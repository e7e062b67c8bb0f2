#[tokio::main]
async fn main() {
    if let Err(e) = siteline_lib::run().await {
        tracing::error!("{}", e);
        eprintln!("siteline: {}", e);
        std::process::exit(1);
    }
}
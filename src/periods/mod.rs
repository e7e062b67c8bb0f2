//! Period planning
//!
//! Turns a requested date range into the ordered bucket list of a series:
//! - Resolves the default trailing window when ends are missing
//! - Chooses week or month granularity from the span of the range
//! - Builds contiguous, non-overlapping buckets clamped to the range

pub mod dates;
pub mod monthly;
pub mod weekly;

use chrono::{Months, NaiveDate};
use thiserror::Error;

use crate::models::{DateRange, Granularity, Period};

/// Ranges spanning at most this many days are bucketed by week
pub const WEEKLY_THRESHOLD_DAYS: i64 = 120;

/// Upper bound on week buckets for a single series
pub const MAX_WEEK_BUCKETS: usize = 20;

/// Number of month buckets in the default trailing window
pub const DEFAULT_WINDOW_MONTHS: u32 = 12;

/// Invalid requested range
#[derive(Error, Debug, PartialEq, Eq)]
pub enum RangeError {
    #[error("date_from {from} is after date_to {to}")]
    Inverted { from: NaiveDate, to: NaiveDate },

    #[error("date {0} is outside the supported calendar range")]
    OutOfRange(NaiveDate),
}

/// Fill in missing ends of a requested range.
///
/// A missing `to` means today. A missing `from` means the first day of the
/// month eleven months before `to`, giving a twelve-bucket monthly series.
pub fn resolve_range(
    from: Option<NaiveDate>,
    to: Option<NaiveDate>,
    today: NaiveDate,
) -> Result<DateRange, RangeError> {
    let to = to.unwrap_or(today);
    let from = match from {
        Some(from) => from,
        None => to
            .checked_sub_months(Months::new(DEFAULT_WINDOW_MONTHS - 1))
            .map(monthly::month_start)
            .ok_or(RangeError::OutOfRange(to))?,
    };

    if from > to {
        return Err(RangeError::Inverted { from, to });
    }

    Ok(DateRange { from, to })
}

/// Choose bucket size from the span of the range
pub fn select_granularity(range: &DateRange) -> Granularity {
    if range.days_diff() <= WEEKLY_THRESHOLD_DAYS {
        Granularity::Week
    } else {
        Granularity::Month
    }
}

/// Build the ordered bucket list for a range.
///
/// `today` only affects labels: the month bucket holding today is labelled
/// with today's date so the in-progress month reads as a live point.
pub fn plan_periods(range: &DateRange, today: NaiveDate) -> Vec<Period> {
    match select_granularity(range) {
        Granularity::Week => weekly::build_week_periods(range),
        Granularity::Month => monthly::build_month_periods(range, today),
    }
}

#[cfg(test)]
mod tests {
    use super::*;
    use chrono::Duration;

    fn date(y: i32, m: u32, d: u32) -> NaiveDate {
        NaiveDate::from_ymd_opt(y, m, d).unwrap()
    }

    fn range(from: NaiveDate, to: NaiveDate) -> DateRange {
        DateRange { from, to }
    }

    fn assert_contiguous(periods: &[Period], range: &DateRange) {
        assert!(!periods.is_empty());
        assert_eq!(periods[0].start, range.from);
        assert!(periods.last().unwrap().end <= range.to);
        for pair in periods.windows(2) {
            assert!(pair[0].start <= pair[0].end);
            assert_eq!(pair[0].end + Duration::days(1), pair[1].start);
        }
    }

    #[test]
    fn test_granularity_boundary_at_120_days() {
        let from = date(2025, 1, 1);
        assert_eq!(
            select_granularity(&range(from, from + Duration::days(120))),
            Granularity::Week
        );
        assert_eq!(
            select_granularity(&range(from, from + Duration::days(121))),
            Granularity::Month
        );
    }

    #[test]
    fn test_nineteen_day_range_yields_three_weeks() {
        let r = range(date(2025, 6, 1), date(2025, 6, 20));
        let periods = plan_periods(&r, date(2025, 6, 20));

        assert_eq!(periods.len(), 3);
        assert!(periods.iter().all(|p| p.granularity == Granularity::Week));
        assert_eq!(periods[0].days(), 7);
        assert_eq!(periods[1].days(), 7);
        assert_eq!(periods[2].end, date(2025, 6, 20));
        assert_contiguous(&periods, &r);
    }

    #[test]
    fn test_plans_are_contiguous_for_many_ranges() {
        let today = date(2025, 10, 19);
        let start = date(2024, 2, 27);
        for span in [0, 1, 6, 7, 8, 30, 119, 120, 121, 200, 365, 800] {
            let r = range(start, start + Duration::days(span));
            let periods = plan_periods(&r, today);
            assert_contiguous(&periods, &r);
            assert_eq!(periods.last().unwrap().end, r.to, "span {}", span);
        }
    }

    #[test]
    fn test_resolve_range_defaults_to_trailing_twelve_months() {
        let today = date(2025, 10, 19);
        let r = resolve_range(None, None, today).unwrap();

        assert_eq!(r.to, today);
        assert_eq!(r.from, date(2024, 11, 1));

        let periods = plan_periods(&r, today);
        assert_eq!(periods.len(), 12);
        assert_eq!(periods[0].granularity, Granularity::Month);
    }

    #[test]
    fn test_resolve_range_uses_explicit_ends() {
        let today = date(2025, 10, 19);
        let r = resolve_range(Some(date(2025, 6, 1)), Some(date(2025, 6, 20)), today).unwrap();
        assert_eq!(r, range(date(2025, 6, 1), date(2025, 6, 20)));

        let open_ended = resolve_range(Some(date(2025, 9, 1)), None, today).unwrap();
        assert_eq!(open_ended.to, today);
    }

    #[test]
    fn test_resolve_range_rejects_inverted_range() {
        let today = date(2025, 10, 19);
        let err = resolve_range(Some(date(2025, 7, 1)), Some(date(2025, 6, 1)), today).unwrap_err();
        assert_eq!(
            err,
            RangeError::Inverted {
                from: date(2025, 7, 1),
                to: date(2025, 6, 1)
            }
        );

        // Start in the future with no end resolves `to` to today
        assert!(resolve_range(Some(date(2025, 12, 1)), None, today).is_err());
    }

    #[test]
    fn test_single_day_range_yields_one_week_bucket() {
        let day = date(2025, 6, 5);
        let periods = plan_periods(&range(day, day), day);
        assert_eq!(periods.len(), 1);
        assert_eq!(periods[0].start, day);
        assert_eq!(periods[0].end, day);
    }
}
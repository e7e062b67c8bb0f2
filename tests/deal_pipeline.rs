//! Wire tests for the CRM deal search source

use chrono::{NaiveDate, TimeZone, Utc};
use rust_decimal::Decimal;
use serde_json::json;
use siteline_lib::config::PipelineConfig;
use siteline_lib::models::{MetricDefinition, MetricFamily, MetricKey, MetricKind, Selector};
use siteline_lib::sources::{DealPipelineSource, FetchError, FetchWindow, RecordSource};
use tokio_util::sync::CancellationToken;
use wiremock::matchers::{body_partial_json, header, method, path};
use wiremock::{Mock, MockServer, ResponseTemplate};

const SEARCH_PATH: &str = "/crm/v3/objects/deals/search";

fn config(server: &MockServer, token: &str) -> PipelineConfig {
    PipelineConfig {
        base_url: server.uri(),
        access_token: token.to_string(),
        page_limit: 2,
        max_pages: 5,
        ..PipelineConfig::default()
    }
}

fn stage_metric() -> MetricDefinition {
    MetricDefinition {
        key: MetricKey::from("advanced-negotiations"),
        label: "Advanced Negotiations".to_string(),
        kind: MetricKind::Stock,
        family: MetricFamily::Pipeline,
        selector: Selector::DealStage {
            stage_id: "contractsent".to_string(),
            dated: false,
        },
    }
}

fn closed_won_metric() -> MetricDefinition {
    MetricDefinition {
        key: MetricKey::from("closed-won"),
        label: "Closed Won".to_string(),
        kind: MetricKind::Flow,
        family: MetricFamily::Pipeline,
        selector: Selector::DealStage {
            stage_id: "closedwon".to_string(),
            dated: true,
        },
    }
}

fn june_window() -> FetchWindow {
    FetchWindow {
        start: NaiveDate::from_ymd_opt(2025, 6, 1).unwrap(),
        end: NaiveDate::from_ymd_opt(2025, 6, 7).unwrap(),
        as_of: Utc.with_ymd_and_hms(2025, 6, 8, 0, 0, 0).unwrap(),
    }
}

#[tokio::test]
async fn test_stage_search_follows_paging() {
    let server = MockServer::start().await;

    Mock::given(method("POST"))
        .and(path(SEARCH_PATH))
        .and(body_partial_json(json!({ "after": "2" })))
        .respond_with(ResponseTemplate::new(200).set_body_json(json!({
            "results": [
                { "id": "3", "properties": { "amount": "300" } }
            ]
        })))
        .with_priority(1)
        .expect(1)
        .mount(&server)
        .await;

    Mock::given(method("POST"))
        .and(path(SEARCH_PATH))
        .and(header("authorization", "Bearer crm-token"))
        .and(body_partial_json(json!({
            "limit": 2,
            "filterGroups": [{
                "filters": [{ "propertyName": "dealstage", "operator": "EQ", "value": "contractsent" }]
            }]
        })))
        .respond_with(ResponseTemplate::new(200).set_body_json(json!({
            "results": [
                { "id": "1", "properties": { "amount": "100" } },
                { "id": "2", "properties": { "amount": "200.50" } }
            ],
            "paging": { "next": { "after": "2" } }
        })))
        .with_priority(2)
        .expect(1)
        .mount(&server)
        .await;

    let source = DealPipelineSource::new(&config(&server, "crm-token")).unwrap();
    let metric = stage_metric();
    let window = june_window();

    let records = source
        .fetch_batch(&[&metric], &window, &CancellationToken::new())
        .await
        .unwrap();

    assert_eq!(records.len(), 3);
    assert!(records.iter().all(|r| r.timestamp == window.as_of));
    assert!(records.iter().all(|r| r.category == metric.key));
    let total: Decimal = records.iter().map(|r| r.amount).sum();
    assert_eq!(total, "600.50".parse::<Decimal>().unwrap());
}

#[tokio::test]
async fn test_closed_won_search_is_close_date_ranged() {
    let server = MockServer::start().await;
    let low = Utc.with_ymd_and_hms(2025, 6, 1, 0, 0, 0).unwrap();
    let high = Utc.with_ymd_and_hms(2025, 6, 8, 0, 0, 0).unwrap() - chrono::Duration::milliseconds(1);

    Mock::given(method("POST"))
        .and(path(SEARCH_PATH))
        .and(body_partial_json(json!({
            "filterGroups": [{
                "filters": [
                    { "propertyName": "dealstage", "operator": "EQ", "value": "closedwon" },
                    {
                        "propertyName": "closedate",
                        "operator": "BETWEEN",
                        "value": low.timestamp_millis().to_string(),
                        "highValue": high.timestamp_millis().to_string()
                    }
                ]
            }]
        })))
        .respond_with(ResponseTemplate::new(200).set_body_json(json!({
            "results": [
                { "id": "10", "properties": { "amount": "5000", "closedate": "2025-06-03T14:00:00Z" } },
                { "id": "11", "properties": { "amount": "750", "closedate": null } },
                { "id": "12", "properties": { "amount": "", "closedate": "2025-06-05T09:30:00.000Z" } }
            ]
        })))
        .expect(1)
        .mount(&server)
        .await;

    let source = DealPipelineSource::new(&config(&server, "crm-token")).unwrap();
    let metric = closed_won_metric();

    let records = source
        .fetch_records(&metric, &june_window(), &CancellationToken::new())
        .await
        .unwrap();

    // Deal 11 has no close date and is dropped; deal 12 has no amount
    assert_eq!(records.len(), 2);
    assert_eq!(records[0].amount, Decimal::from(5000));
    assert_eq!(
        records[0].timestamp,
        Utc.with_ymd_and_hms(2025, 6, 3, 14, 0, 0).unwrap()
    );
    assert_eq!(records[1].amount, Decimal::ZERO);
}

#[tokio::test]
async fn test_missing_token_is_not_configured() {
    let server = MockServer::start().await;
    Mock::given(method("POST"))
        .respond_with(ResponseTemplate::new(200))
        .expect(0)
        .mount(&server)
        .await;

    let source = DealPipelineSource::new(&config(&server, "")).unwrap();
    let metric = stage_metric();
    let result = source
        .fetch_batch(&[&metric], &june_window(), &CancellationToken::new())
        .await;

    match result {
        Err(e @ FetchError::NotConfigured(_)) => assert!(e.is_fatal()),
        other => panic!("expected NotConfigured, got {:?}", other),
    }
}

#[tokio::test]
async fn test_server_error_is_not_fatal() {
    let server = MockServer::start().await;
    Mock::given(method("POST"))
        .and(path(SEARCH_PATH))
        .respond_with(ResponseTemplate::new(502).set_body_string("upstream unavailable"))
        .mount(&server)
        .await;

    let source = DealPipelineSource::new(&config(&server, "crm-token")).unwrap();
    let metric = stage_metric();
    let result = source
        .fetch_batch(&[&metric], &june_window(), &CancellationToken::new())
        .await;

    match result {
        Err(e @ FetchError::Status { status: 502, .. }) => {
            assert!(!e.is_fatal());
            assert!(e.to_string().contains("upstream unavailable"));
        }
        other => panic!("expected HTTP 502, got {:?}", other),
    }
}

#[tokio::test]
async fn test_cancelled_search_returns_cancelled() {
    let server = MockServer::start().await;
    Mock::given(method("POST"))
        .and(path(SEARCH_PATH))
        .respond_with(
            ResponseTemplate::new(200)
                .set_body_json(json!({ "results": [] }))
                .set_delay(std::time::Duration::from_secs(10)),
        )
        .mount(&server)
        .await;

    let source = DealPipelineSource::new(&config(&server, "crm-token")).unwrap();
    let metric = stage_metric();
    let cancel = CancellationToken::new();
    cancel.cancel();

    let result = source.fetch_batch(&[&metric], &june_window(), &cancel).await;
    assert!(matches!(result, Err(FetchError::Cancelled)));
}
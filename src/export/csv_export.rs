//! CSV export functionality
//!
//! One row per period and one column per metric, followed by a totals row.

use csv::Writer;

use super::{format_amount, ExportError};
use crate::periods::dates::format_date;
use crate::service::AggregationResult;

/// Write a series to CSV bytes
pub fn write_series_csv(result: &AggregationResult) -> Result<Vec<u8>, ExportError> {
    let mut writer = Writer::from_writer(Vec::new());

    let mut header = vec![
        "period".to_string(),
        "start".to_string(),
        "end".to_string(),
    ];
    header.extend(result.metrics.iter().map(|m| m.key.to_string()));
    writer.write_record(&header)?;

    for period in &result.periods {
        let mut record = vec![
            period.label.clone(),
            format_date(period.start),
            format_date(period.end),
        ];
        record.extend(result.metrics.iter().map(|m| {
            period
                .values
                .get(&m.key)
                .map(|v| format_amount(*v))
                .unwrap_or_else(|| "0".to_string())
        }));
        writer.write_record(&record)?;
    }

    // Stocks total to their last bucket, flows to the sum
    let mut totals = vec![
        "Total".to_string(),
        format_date(result.range.from),
        format_date(result.range.to),
    ];
    totals.extend(result.metrics.iter().map(|m| format_amount(m.total)));
    writer.write_record(&totals)?;

    writer.flush()?;
    writer.into_inner().map_err(|e| ExportError::Io(e.into_error()))
}
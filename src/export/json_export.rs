//! JSON export functionality
//!
//! Amounts are written as decimal strings so downloads keep exact cents.

use std::collections::BTreeMap;

use serde::Serialize;

use super::{format_amount, ExportError};
use crate::models::{Granularity, MetricFamily, MetricKind};
use crate::periods::dates::format_date;
use crate::service::AggregationResult;

const EXPORT_VERSION: &str = "1.0";

/// Complete export structure for JSON
#[derive(Debug, Clone, Serialize)]
pub struct SeriesExportJson {
    pub export_version: &'static str,
    pub date_range: (String, String),
    pub granularity: Granularity,
    pub cached: bool,
    pub historical_data_points: usize,
    pub degraded_periods: Vec<String>,
    pub metrics: Vec<MetricExportJson>,
    pub periods: Vec<PeriodExportJson>,
}

#[derive(Debug, Clone, Serialize)]
pub struct MetricExportJson {
    pub key: String,
    pub label: String,
    pub kind: MetricKind,
    pub family: MetricFamily,
    pub total: String,
}

#[derive(Debug, Clone, Serialize)]
pub struct PeriodExportJson {
    pub label: String,
    pub start: String,
    pub end: String,
    pub values: BTreeMap<String, String>,
}

impl From<&AggregationResult> for SeriesExportJson {
    fn from(result: &AggregationResult) -> Self {
        Self {
            export_version: EXPORT_VERSION,
            date_range: (format_date(result.range.from), format_date(result.range.to)),
            granularity: result.granularity,
            cached: result.cached,
            historical_data_points: result.historical_data_points,
            degraded_periods: result.degraded_periods.clone(),
            metrics: result
                .metrics
                .iter()
                .map(|m| MetricExportJson {
                    key: m.key.to_string(),
                    label: m.label.clone(),
                    kind: m.kind,
                    family: m.family,
                    total: format_amount(m.total),
                })
                .collect(),
            periods: result
                .periods
                .iter()
                .map(|p| PeriodExportJson {
                    label: p.label.clone(),
                    start: format_date(p.start),
                    end: format_date(p.end),
                    values: p
                        .values
                        .iter()
                        .map(|(k, v)| (k.to_string(), format_amount(*v)))
                        .collect(),
                })
                .collect(),
        }
    }
}

/// Write a series to pretty-printed JSON bytes
pub fn write_series_json(result: &AggregationResult) -> Result<Vec<u8>, ExportError> {
    let export = SeriesExportJson::from(result);
    Ok(serde_json::to_vec_pretty(&export)?)
}
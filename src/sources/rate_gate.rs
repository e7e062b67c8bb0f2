//! Minimum spacing between calls sharing one quota

use std::time::Duration;

use tokio::sync::Mutex;
use tokio::time::Instant;
use tokio_util::sync::CancellationToken;

use super::FetchError;

/// Enforces a fixed minimum interval between permits.
///
/// The lock is held across the wait, so concurrent callers are served one at
/// a time in arrival order.
#[derive(Debug)]
pub struct RateGate {
    interval: Duration,
    last_call: Mutex<Option<Instant>>,
}

impl RateGate {
    pub fn new(interval: Duration) -> Self {
        Self {
            interval,
            last_call: Mutex::new(None),
        }
    }

    pub fn interval(&self) -> Duration {
        self.interval
    }

    /// Wait until a call is allowed, then record it
    pub async fn acquire(&self, cancel: &CancellationToken) -> Result<(), FetchError> {
        let mut last_call = self.last_call.lock().await;

        if let Some(last) = *last_call {
            let ready_at = last + self.interval;
            if ready_at > Instant::now() {
                tracing::debug!("Rate gate waiting {:?}", ready_at - Instant::now());
                tokio::select! {
                    _ = cancel.cancelled() => return Err(FetchError::Cancelled),
                    _ = tokio::time::sleep_until(ready_at) => {}
                }
            }
        }

        *last_call = Some(Instant::now());
        Ok(())
    }
}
------
Task | Throughout the data, tally the lines that hold the string "filename" and report the tally alone.

Solution to this exercise | 5